On this day in 1850, Texas gave up its claim to disputed land in New Mexico. In 1841, seeking a share of the Santa Fe trade, President Mirabeau Lamar dispatched the Texan Santa Fe Expedition to secure the territory for the Republic of Texas, but Mexican authorities captured the entire expedition without firing a shot. U.S. troops occupied New Mexico during the Mexican War, and in the Treaty of Guadalupe Hidalgo, signed in February 1848, Mexico relinquished all claim to territory north and east of the Rio Grande. A month later the Texas legislature established Santa Fe County, and in January 1850 subdivided it into Worth, El Paso, Presidio, and Santa Fe counties. But the residents of the area, in part because of their opposition to slavery, resisted incorporation into Texas. Governor Peter Bell sent Robert S. Neighbors to organize the alleged Texas property, but Worth and Santa Fe counties never got beyond the planning stage. Texas finally ceded the land they were to occupy to the United States, and reduced Presidio and El Paso counties in area, in the Compromise of 1850.

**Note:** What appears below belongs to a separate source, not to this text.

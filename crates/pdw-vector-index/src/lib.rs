//! Per-user HNSW approximate-nearest-neighbor index (C3): cosine space,
//! soft-delete tombstones, and a binary snapshot format.

mod index;

pub use index::HnswIndex;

On this day in 1911, wealthy Houston native Edward M. House, a powerful force in Texas politics, met presidential candidate Woodrow Wilson for the first time. House and Wilson formed a friendship that lasted for years. In the 1890s House had established himself as a power broker in Texas, working largely behind the scenes. From 1894 to 1906 House's protégés served as governors of Texas. His friendship with Wilson enabled House to become a player in Washington. During Wilson's campaign for the Democratic presidential nomination of 1912, House used his influence to secure the forty votes of the Texas delegation. After Wilson's election to the presidency House was responsible for the appointment of several Texans to important cabinet positions. House acted as an advisor and confidant to Wilson until the president suffered a stroke in 1919.

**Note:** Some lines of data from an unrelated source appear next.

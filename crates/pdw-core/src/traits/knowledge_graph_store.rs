use crate::errors::PdwResult;
use crate::model::{Entity, Relationship};

/// Per-user entity/relationship graph.
pub trait IKnowledgeGraphStore: Send + Sync {
    fn upsert_entities(&mut self, entities: Vec<Entity>) -> PdwResult<()>;
    fn upsert_relationships(&mut self, relationships: Vec<Relationship>) -> PdwResult<()>;
    /// Depth-bounded neighbor traversal (`depth <= 3`).
    fn neighbors(&self, entity_id: &str, depth: u8) -> PdwResult<Vec<Entity>>;
    fn serialize(&self) -> PdwResult<Vec<u8>>;
}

On this day in 1943, the last flight to Johnson's Ranch in the Big Bend was recorded. Elmo Johnson established Johnson's Ranch, sixteen miles downriver from Castolon, in 1927. Johnson's Ranch entered the air age two years later. Photographer W. D. Smithers, who lived on the ranch for several years, helped convince the United States Army Air Corps to establish an emergency landing field there in response to border unrest. Although the airfield was never used for its intended purpose, military traffic remained brisk, as a host of young airmen based in San Antonio sought rest and recreation at Johnson's Ranch. Official justification varied with the individual: "cross-country navigation," "strange field landings," "building up air time," etc. Yet all was not rest and recreation, as flight surgeons from Randolph Field established a free clinic for the local Mexican population. The field register, listing the pilots' names and the type of aircraft they flew, documents the rapid development of United States airpower during the 1930s. Air traffic continued temporarily even after the state purchased Johnson Ranch in 1942 for inclusion in Big Bend National Park, as the ranch became a regular stop for the Civil Air Patrol's Southern Liaison Patrol.

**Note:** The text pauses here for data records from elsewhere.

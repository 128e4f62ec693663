use serde::{Deserialize, Serialize};

/// HNSW index configuration.
#[derive(Debug, Clone, Serialize, Deserialize)]
#[serde(default)]
pub struct VectorIndexConfig {
    pub max_elements: usize,
    pub m: usize,
    pub ef_construction: usize,
    pub ef_search: usize,
}

impl Default for VectorIndexConfig {
    fn default() -> Self {
        Self {
            max_elements: 100_000,
            m: 16,
            ef_construction: 200,
            ef_search: 64,
        }
    }
}
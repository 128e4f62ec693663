//! Shared proptest strategies for synthetic vectors and memories.

use proptest::collection::vec as pvec;
use proptest::prelude::*;

use pdw_core::model::Memory;

/// A random vector of the given dimension with components in `[-1.0, 1.0]`.
pub fn arb_vector(dimension: usize) -> impl Strategy<Value = Vec<f32>> {
    pvec(-1.0f32..1.0f32, dimension)
}

/// A random in-bounds `Memory` with ASCII content, owned by a fixed test
/// address.
pub fn arb_memory(owner: &'static str) -> impl Strategy<Value = Memory> {
    ("[a-zA-Z0-9 ]{1,200}", 1u8..=10u8).prop_map(move |(content, importance)| {
        let mut memory = Memory::new(uuid::Uuid::new_v4().to_string(), owner, content);
        memory.set_importance(importance);
        memory
    })
}
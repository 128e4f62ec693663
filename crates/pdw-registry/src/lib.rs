//! On-chain ownership registry client (C7): typed transaction builders that
//! never sign, plus reads against memory records, index roots, and access
//! grants.

mod client;
mod txbuilder;

pub use client::ChainRegistryClient;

On this day in 1835, the first Texas Navy was established when the General Council authorized the purchase of four schooners and granted letters of marque and reprisal to privateers until the ships were armed. Established to protect the supply line to New Orleans, the navy included the 60-ton Liberty, the 125-ton Independence, the 125-ton Brutus, and the 125-ton Invincible. All four ships were lost by mid-1837, and the Texas Navy virtually ceased to exist until March 1839, when the first ship of the second navy was commissioned. A cruise ending in July 1843 marked the end of the operative career of the Texas Navy, as a truce with Mexico came that summer and the United States undertook to protect Texas until annexation. In June 1846 the ships of the Texas Navy were transferred to the United States Navy. The officers of the Texas Navy desired to be included in the transfer, but seniority-minded United States naval officers opposed the proposal. In 1857 the claims of the surviving Texas Navy officers were settled, and the Texas Navy was no more.